You chose an Old Testament book rather than one from the New Testament. Is there a reason?
Partly because the Book of Amos concentrates so exclusively on politics— there’s not a lot of other material that can distract people—and because the prophets of the Old Testament are speaking to a nation—a people, Israel, still living together.
Much of the New Testament is for very small, scattered communities of Christians living in many different parts of the Mediterranean world. The issue there isn’t “How do we structure the society as a whole so that it reflects faithfulness to God?”
The prophets, however, are still speaking to a single society.
There certainly is a political dimension to the New Testament; two of the most familiar phrases from the New Testament are religious-political phrases. “The kingdom of God” is utterly central to the message of Jesus and at the same time is a political metaphor in the first-century world, because kingdom was a political reality. There was the kingdom of Herod. The kingdom of Rome. Here is Jesus speaking about the Kingdom of God. To his hearers, that would have meant “this must be something different from the kingdom of Herod and the kingdom of Rome.”
The other very familiar phrase from the New Testament that is strongly political as well as religious is that short phrase, “Jesus is Lord.” Lord was one of the titles of the Roman emperor. To say “Jesus is Lord” is to say the emperor is not. To say “Jesus is Lord” is a radical criticism of the imperial power of the day. The New Testament as whole is a struggle between the lordship of Christ and the lordship of Caesar or the lordship of empire. So the political dimension very much exits in the New Testament. Yet the wonderful concentration that we find in Amos is what makes it such a fine book for a group Bible study.
So, would it be fair to say that for you, a spiritual person is one who is also active politically?
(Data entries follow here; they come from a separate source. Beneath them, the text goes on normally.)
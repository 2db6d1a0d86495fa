//! Role-based page access.
//!
//! The guard is advisory: it decides whether a page may be shown, but
//! resource clients called directly are never blocked. Authorization proper
//! is the backend's job.

use std::fmt;

use tracing::debug;

use crate::config::Config;
use crate::models::Role;
use crate::navigation::Navigator;
use crate::session::SessionStore;

// ============================================================================
// Pages
// ============================================================================

/// Every page the client can show.
#[derive(Debug, Clone, Copy, PartialEq, Eq, Hash)]
pub enum Page {
    /// Sign-in form.
    Login,
    /// Student sign-up form.
    Register,
    /// Administrator sign-up form.
    AdminRegister,
    /// Student landing page.
    StudentDashboard,
    /// Administrator landing page.
    AdminDashboard,
    /// Course catalogue.
    Courses,
    /// Course edit form.
    CourseUpdate(u64),
    /// Enrollment form.
    Enroll,
    /// Account administration.
    UserManagement,
    /// Quiz catalogue.
    Quizzes,
    /// One quiz from the catalogue, numbered from 1.
    Quiz(usize),
    /// Contact form.
    Support,
    /// Support messages received.
    SupportInbox,
}

impl Page {
    /// Route of the page.
    #[must_use]
    pub fn path(self) -> String {
        match self {
            Self::Login => "/login".to_string(),
            Self::Register => "/register".to_string(),
            Self::AdminRegister => "/admin-register".to_string(),
            Self::StudentDashboard | Self::AdminDashboard => "/".to_string(),
            Self::Courses => "/courses".to_string(),
            Self::CourseUpdate(id) => format!("/course/update/{id}"),
            Self::Enroll => "/enroll".to_string(),
            Self::UserManagement => "/admin/users".to_string(),
            Self::Quizzes => "/quizzes".to_string(),
            Self::Quiz(n) => format!("/quiz{n}"),
            Self::Support => "/support".to_string(),
            Self::SupportInbox => "/admin/support".to_string(),
        }
    }

    /// Role a user must hold, or `None` when any signed-in user may enter.
    #[must_use]
    pub const fn required_role(self) -> Option<Role> {
        match self {
            Self::AdminDashboard
            | Self::CourseUpdate(_)
            | Self::UserManagement
            | Self::SupportInbox => Some(Role::Admin),
            Self::Enroll => Some(Role::User),
            _ => None,
        }
    }

    /// Pages shown only to visitors who are not signed in.
    #[must_use]
    pub const fn is_public(self) -> bool {
        matches!(self, Self::Login | Self::Register | Self::AdminRegister)
    }
}

impl fmt::Display for Page {
    fn fmt(&self, f: &mut fmt::Formatter<'_>) -> fmt::Result {
        f.write_str(&self.path())
    }
}

// ============================================================================
// Decisions
// ============================================================================

/// Outcome of an access check.
#[derive(Debug, Clone, Copy, PartialEq, Eq)]
pub enum Access {
    /// No active session.
    Unauthenticated,
    /// Signed in, but without the page's required role.
    AuthenticatedWrongRole,
    /// The page may be shown.
    Authorized,
    /// Signed in and asking for a sign-in or sign-up page.
    AlreadyAuthenticated,
}

/// What the front-end should do with a navigation attempt.
#[derive(Debug, Clone, PartialEq, Eq)]
pub enum Navigation {
    /// Show the page.
    Render,
    /// Go elsewhere instead.
    Redirect(String),
}

impl Navigation {
    /// True when the page should be shown.
    #[must_use]
    pub const fn is_render(&self) -> bool {
        matches!(self, Self::Render)
    }
}

// ============================================================================
// Guard
// ============================================================================

/// Checks navigation attempts against the current session.
#[derive(Debug, Clone)]
pub struct AccessGuard {
    session: SessionStore,
    login_path: String,
    landing_path: String,
}

impl AccessGuard {
    /// Creates a guard over `session` using the configured redirect targets.
    #[must_use]
    pub fn new(session: SessionStore, config: &Config) -> Self {
        Self {
            session,
            login_path: config.login_path.clone(),
            landing_path: config.landing_path.clone(),
        }
    }

    /// Decides whether `page` may be shown.
    #[must_use]
    pub fn check(&self, page: Page) -> Access {
        let identity = self.session.load().map(|session| session.identity);

        if page.is_public() {
            return if identity.is_some() {
                Access::AlreadyAuthenticated
            } else {
                Access::Authorized
            };
        }

        match (identity, page.required_role()) {
            (None, _) => Access::Unauthenticated,
            (Some(identity), Some(required)) if identity.role != required => {
                Access::AuthenticatedWrongRole
            }
            (Some(_), _) => Access::Authorized,
        }
    }

    /// Maps the access decision for `page` to a navigation outcome.
    #[must_use]
    pub fn navigate(&self, page: Page) -> Navigation {
        let access = self.check(page);
        debug!(page = %page, ?access, "Access checked");
        match access {
            Access::Authorized => Navigation::Render,
            Access::Unauthenticated => Navigation::Redirect(self.login_path.clone()),
            Access::AuthenticatedWrongRole | Access::AlreadyAuthenticated => {
                Navigation::Redirect(self.landing_path.clone())
            }
        }
    }

    /// Like [`navigate`](Self::navigate), but performs any redirect on
    /// `navigator`.
    pub fn enter(&self, page: Page, navigator: &dyn Navigator) -> Navigation {
        let navigation = self.navigate(page);
        if let Navigation::Redirect(path) = &navigation {
            navigator.navigate(path);
        }
        navigation
    }

    /// Landing page for a signed-in role.
    #[must_use]
    pub const fn dashboard_for(role: Role) -> Page {
        match role {
            Role::Admin => Page::AdminDashboard,
            Role::User => Page::StudentDashboard,
        }
    }
}
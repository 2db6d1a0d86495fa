//! The single chokepoint for backend calls.
//!
//! Every request goes through [`Gateway`], which
//!
//! 1. attaches `Authorization: Bearer <token>` when a session is active and
//!    sends no Authorization header otherwise;
//! 2. on a 401 clears the session and navigates to the login page, unless
//!    the user is already there. The call is not retried.
//!
//! Non-2xx bodies are normalized into one string whatever shape the backend
//! used (a bare string, `{"message": ..}` or `{"error": ..}`).

use std::fmt;
use std::sync::Arc;

use reqwest::header::{HeaderMap, HeaderValue, ACCEPT};
use reqwest::multipart::Form;
use reqwest::{Client, Method, Response};
use serde::de::DeserializeOwned;
use serde::Serialize;
use serde_json::Value;
use tracing::{debug, instrument, warn};

use crate::config::Config;
use crate::error::{LmsError, Result, AUTH_REJECTED_STATUS};
use crate::navigation::Navigator;
use crate::session::SessionStore;

/// Request body variants the backend accepts.
pub(crate) enum Payload {
    /// No body.
    Empty,
    /// JSON document.
    Json(Value),
    /// `multipart/form-data`.
    Multipart(Form),
}

impl Payload {
    /// Serializes `body` as JSON.
    pub(crate) fn json<T: Serialize + ?Sized>(body: &T) -> Result<Self> {
        Ok(Self::Json(serde_json::to_value(body)?))
    }
}

/// HTTP client bound to one backend and one session.
#[derive(Clone)]
pub struct Gateway {
    http: Client,
    base_url: String,
    login_path: String,
    session: SessionStore,
    navigator: Arc<dyn Navigator>,
}

impl fmt::Debug for Gateway {
    fn fmt(&self, f: &mut fmt::Formatter<'_>) -> fmt::Result {
        f.debug_struct("Gateway")
            .field("base_url", &self.base_url)
            .field("login_path", &self.login_path)
            .field("navigator", &self.navigator)
            .finish_non_exhaustive()
    }
}

impl Gateway {
    /// Builds a gateway from configuration.
    ///
    /// # Errors
    ///
    /// Returns `LmsError::ConfigValidationError` if the configuration is
    /// invalid, or `LmsError::NetworkUnavailable` if the HTTP client cannot be
    /// constructed.
    pub fn new(
        config: &Config,
        session: SessionStore,
        navigator: Arc<dyn Navigator>,
    ) -> Result<Self> {
        config.validate()?;

        let mut headers = HeaderMap::new();
        headers.insert(ACCEPT, HeaderValue::from_static("application/json"));

        let http = Client::builder()
            .default_headers(headers)
            .timeout(config.request_timeout())
            .build()
            .map_err(|e| LmsError::network(format!("cannot build HTTP client: {e}")))?;

        Ok(Self {
            http,
            base_url: config.base_url().to_string(),
            login_path: config.login_path.clone(),
            session,
            navigator,
        })
    }

    /// Full address of a backend path.
    #[must_use]
    pub fn endpoint(&self, path: &str) -> String {
        format!("{}{path}", self.base_url)
    }

    /// Base address with no trailing `/`.
    #[must_use]
    pub fn base_url(&self) -> &str {
        &self.base_url
    }

    /// The session this gateway authenticates with.
    #[must_use]
    pub const fn session(&self) -> &SessionStore {
        &self.session
    }

    /// The navigator used for forced re-authentication.
    #[must_use]
    pub fn navigator(&self) -> &Arc<dyn Navigator> {
        &self.navigator
    }

    /// Path of the login page.
    #[must_use]
    pub fn login_path(&self) -> &str {
        &self.login_path
    }

    // ------------------------------------------------------------------------
    // Typed helpers used by the resource clients
    // ------------------------------------------------------------------------

    pub(crate) async fn get<Res>(&self, path: &str) -> Result<Res>
    where
        Res: DeserializeOwned,
    {
        let response = self.call(Method::GET, path, Payload::Empty).await?;
        decode(response).await
    }

    pub(crate) async fn send<Res>(&self, method: Method, path: &str, payload: Payload) -> Result<Res>
    where
        Res: DeserializeOwned,
    {
        let response = self.call(method, path, payload).await?;
        decode(response).await
    }

    pub(crate) async fn send_json<Req, Res>(&self, method: Method, path: &str, body: &Req) -> Result<Res>
    where
        Req: Serialize + ?Sized,
        Res: DeserializeOwned,
    {
        self.send(method, path, Payload::json(body)?).await
    }

    /// Sends a request whose response body is irrelevant.
    pub(crate) async fn send_discarding(&self, method: Method, path: &str) -> Result<()> {
        self.call(method, path, Payload::Empty).await?;
        Ok(())
    }

    // ------------------------------------------------------------------------
    // Dispatch
    // ------------------------------------------------------------------------

    #[instrument(skip(self, method, payload), fields(method = %method))]
    async fn call(&self, method: Method, path: &str, payload: Payload) -> Result<Response> {
        let mut request = self.http.request(method, self.endpoint(path));

        let credential = self.session.credential();
        debug!(authenticated = credential.is_some(), "Dispatching request");
        if let Some(token) = credential {
            request = request.bearer_auth(token);
        }

        request = match payload {
            Payload::Empty => request,
            Payload::Json(body) => request.json(&body),
            Payload::Multipart(form) => request.multipart(form),
        };

        let response = request.send().await.map_err(|e| {
            warn!(error = %e, "No response from backend");
            LmsError::network(e.to_string())
        })?;

        let status = response.status();
        if status.is_success() {
            debug!(status = status.as_u16(), "Request succeeded");
            return Ok(response);
        }

        let raw = response.text().await.unwrap_or_default();
        let body = normalize_error_body(&raw);
        warn!(status = status.as_u16(), body = %body, "Backend rejected request");

        if status.as_u16() == AUTH_REJECTED_STATUS {
            self.expire_session();
        }
        Err(LmsError::rejected(status.as_u16(), body))
    }

    /// Clears the session and sends the user to the login page.
    fn expire_session(&self) {
        if let Err(e) = self.session.clear() {
            warn!(error = %e, "Failed to clear rejected session");
        }
        if self.navigator.current_path() == self.login_path {
            debug!("Already on the login page, not redirecting");
        } else {
            self.navigator.navigate(&self.login_path);
        }
    }
}

/// Decodes a 2xx body. An empty body decodes as JSON `null`.
async fn decode<Res>(response: Response) -> Result<Res>
where
    Res: DeserializeOwned,
{
    let bytes = response
        .bytes()
        .await
        .map_err(|e| LmsError::network(format!("response body interrupted: {e}")))?;
    let bytes: &[u8] = if bytes.iter().all(u8::is_ascii_whitespace) {
        b"null"
    } else {
        &bytes
    };
    serde_json::from_slice(bytes).map_err(|e| LmsError::invalid_response(e.to_string()))
}

/// Collapses the backend's error body shapes into one string.
///
/// A JSON string is unwrapped; an object yields its non-empty `message` or
/// else `error` field; anything else is returned trimmed.
#[must_use]
pub fn normalize_error_body(raw: &str) -> String {
    match serde_json::from_str::<Value>(raw) {
        Ok(Value::String(text)) => text,
        Ok(Value::Object(map)) => ["message", "error"]
            .iter()
            .find_map(|key| {
                map.get(*key)
                    .and_then(Value::as_str)
                    .filter(|text| !text.is_empty())
                    .map(ToString::to_string)
            })
            .unwrap_or_else(|| raw.trim().to_string()),
        _ => raw.trim().to_string(),
    }
}
//! Integration tests for credential attachment, forced re-authentication
//! and error normalization against a live socket.

mod common;

use std::sync::Arc;

use axum::http::Method;
use common::MockBackend;
use lmnop_client::{
    AccountFamily, Config, Credentials, Identity, LmsContext, LmsError, Location, MemoryStorage,
    Navigator, Role,
};

fn student() -> Identity {
    Identity {
        id: Some(3),
        first_name: "Ada".to_string(),
        last_name: "Lovelace".to_string(),
        email: "ada@example.com".to_string(),
        role: Role::User,
    }
}

// ============================================================================
// Credential attachment
// ============================================================================

/// Tests that no Authorization header is sent without a session.
#[tokio::test]
async fn test_logged_out_request_has_no_authorization_header() {
    let backend = MockBackend::start().await;
    backend.respond(Method::GET, "/courses/all", 200, "[]");
    let (ctx, _) = backend.context("/courses");

    let courses = ctx.courses().all().await.expect("request failed");

    assert!(courses.is_empty());
    let request = backend.last_request();
    assert_eq!(request.path, "/courses/all");
    assert_eq!(request.authorization(), None);
    assert_eq!(
        request.headers.get("accept").and_then(|v| v.to_str().ok()),
        Some("application/json")
    );
}

/// Tests that an active session attaches its bearer credential.
#[tokio::test]
async fn test_logged_in_request_carries_bearer_token() {
    let backend = MockBackend::start().await;
    backend.respond(Method::GET, "/courses/all", 200, "[]");
    let (ctx, _) = backend.context("/courses");
    ctx.session().save(&student(), "tok-123").expect("save failed");

    ctx.courses().all().await.expect("request failed");

    assert_eq!(
        backend.last_request().authorization().as_deref(),
        Some("Bearer tok-123")
    );
}

/// Tests that half a session (credential without identity) is not attached.
#[tokio::test]
async fn test_credential_without_identity_is_not_attached() {
    let backend = MockBackend::start().await;
    backend.respond(Method::GET, "/courses/all", 200, "[]");
    let (ctx, _) = backend.context("/courses");
    ctx.session()
        .storage()
        .write(&[("token", Some("orphan"))])
        .expect("write failed");

    ctx.courses().all().await.expect("request failed");

    assert_eq!(backend.last_request().authorization(), None);
}

// ============================================================================
// Forced re-authentication
// ============================================================================

/// Tests that a 401 clears the session and redirects to login exactly once.
#[tokio::test]
async fn test_rejected_credential_clears_session_and_redirects_once() {
    let backend = MockBackend::start().await;
    backend.respond(
        Method::GET,
        "/api/enrollments",
        401,
        r#"{"message":"Token expired"}"#,
    );
    let (ctx, location) = backend.context("/");
    ctx.session().save(&student(), "stale").expect("save failed");

    let err = ctx.enrollments().all().await.expect_err("401 must fail");

    assert!(
        matches!(&err, LmsError::AuthExpired { body } if body == "Token expired"),
        "Expected AuthExpired, got: {err:?}"
    );
    assert!(!ctx.session().is_active());
    assert_eq!(location.redirects(), vec!["/login"]);
    assert_eq!(location.current_path(), "/login");

    // Same call again: no credential now, and already on the login page
    let err = ctx.enrollments().all().await.expect_err("401 must fail");
    assert!(err.is_auth_expired());
    assert_eq!(backend.last_request().authorization(), None);
    assert_eq!(location.redirects().len(), 1);
}

/// Tests that a 401 on the login page itself does not redirect.
#[tokio::test]
async fn test_rejection_on_login_page_does_not_redirect() {
    let backend = MockBackend::start().await;
    backend.respond(Method::POST, "/customers/login", 401, "Bad credentials");
    let (ctx, location) = backend.context("/login");

    let err = ctx
        .login(
            AccountFamily::Customers,
            &Credentials::new("ada@example.com", "wrong"),
        )
        .await
        .expect_err("login must fail");

    assert_eq!(err.body(), Some("Bad credentials"));
    assert!(location.redirects().is_empty());
    assert!(!ctx.session().is_active());
}

/// Tests that other rejections leave the session alone.
#[tokio::test]
async fn test_forbidden_keeps_session() {
    let backend = MockBackend::start().await;
    backend.respond(Method::DELETE, "/courses/delete/4", 403, "");
    let (ctx, location) = backend.context("/");
    ctx.session().save(&student(), "tok").expect("save failed");

    let err = ctx.courses().delete(4).await.expect_err("403 must fail");

    assert_eq!(err.status(), Some(403));
    assert!(ctx.session().is_active());
    assert!(location.redirects().is_empty());
}

// ============================================================================
// Error normalization
// ============================================================================

/// Tests that every backend error shape collapses into one body string.
#[tokio::test]
async fn test_error_bodies_are_normalized() {
    let backend = MockBackend::start().await;
    backend.respond(Method::GET, "/courses/1", 404, r#"{"message":"Course not found"}"#);
    backend.respond(Method::GET, "/courses/2", 400, r#"{"error":"Bad Request"}"#);
    backend.respond(Method::GET, "/courses/3", 409, r#""Duplicate title""#);
    backend.respond(Method::GET, "/courses/4", 500, "Internal failure\n");
    let (ctx, _) = backend.context("/courses");

    let cases = [
        (1, 404, "Course not found"),
        (2, 400, "Bad Request"),
        (3, 409, "Duplicate title"),
        (4, 500, "Internal failure"),
    ];
    for (id, status, body) in cases {
        let err = ctx.courses().read(id).await.expect_err("must fail");
        assert!(
            matches!(&err, LmsError::ServerRejected { status: s, body: b } if *s == status && b == body),
            "course {id}: got {err:?}"
        );
    }
}

/// Tests that a 2xx body of the wrong shape is reported as such.
#[tokio::test]
async fn test_undecodable_success_body() {
    let backend = MockBackend::start().await;
    backend.respond(Method::GET, "/courses/all", 200, r#"{"not":"a list"}"#);
    let (ctx, _) = backend.context("/courses");

    let err = ctx.courses().all().await.expect_err("must fail");
    assert!(matches!(err, LmsError::InvalidResponse { .. }), "got {err:?}");
}

/// Tests that an unreachable backend yields `NetworkUnavailable`.
#[tokio::test]
async fn test_unreachable_backend_is_network_unavailable() {
    let listener = std::net::TcpListener::bind("127.0.0.1:0").expect("Failed to bind");
    let port = listener.local_addr().expect("Failed to get local addr").port();
    drop(listener);

    let config = Config {
        api_base_url: format!("http://127.0.0.1:{port}"),
        ..Default::default()
    };
    let location = Arc::new(Location::new("/"));
    let ctx = LmsContext::init(config, Arc::new(MemoryStorage::new()), location.clone())
        .expect("Failed to build context");

    let err = ctx.courses().all().await.expect_err("must fail");

    assert!(err.is_network(), "got {err:?}");
    assert!(location.redirects().is_empty());
}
In the Bible, both New Testament and Old Testament, I see the personal and the political as two sides of the same coin. And if you don’t have one of those sides, you don’t have a coin. Now, I also would say that in the development and maturation of an individual Christian’s life, that individual Christian might be much more aware of the personal, and become aware of the political only later possibly, possibly not ever. But nonetheless they are joined together in the Bible.It’s not that the Bible is primarily about our personal relationship with God and oh, by the way, there are a few political implications. The Bible is a pervasively political document from beginning to end.
The story of ancient Israel begins with the Exodus from Egypt. What is that? It’s liberation from an oppressive economic system, it’s liberation from a system of political domination, and it’s a religious liberation. The same thing is true with the prophets of Israel. They are God-intoxicated voices of religious social protest against the monarchy and aristocracy of their time. Then Jesus speaks of the Kingdom of God; Paul says Jesus is Lord; the Book of Revelation is about the struggle between the lordship of Christ and the lordship of empire. So the Bible is pervasively political from beginning to end, even as it is also about our relationship with God.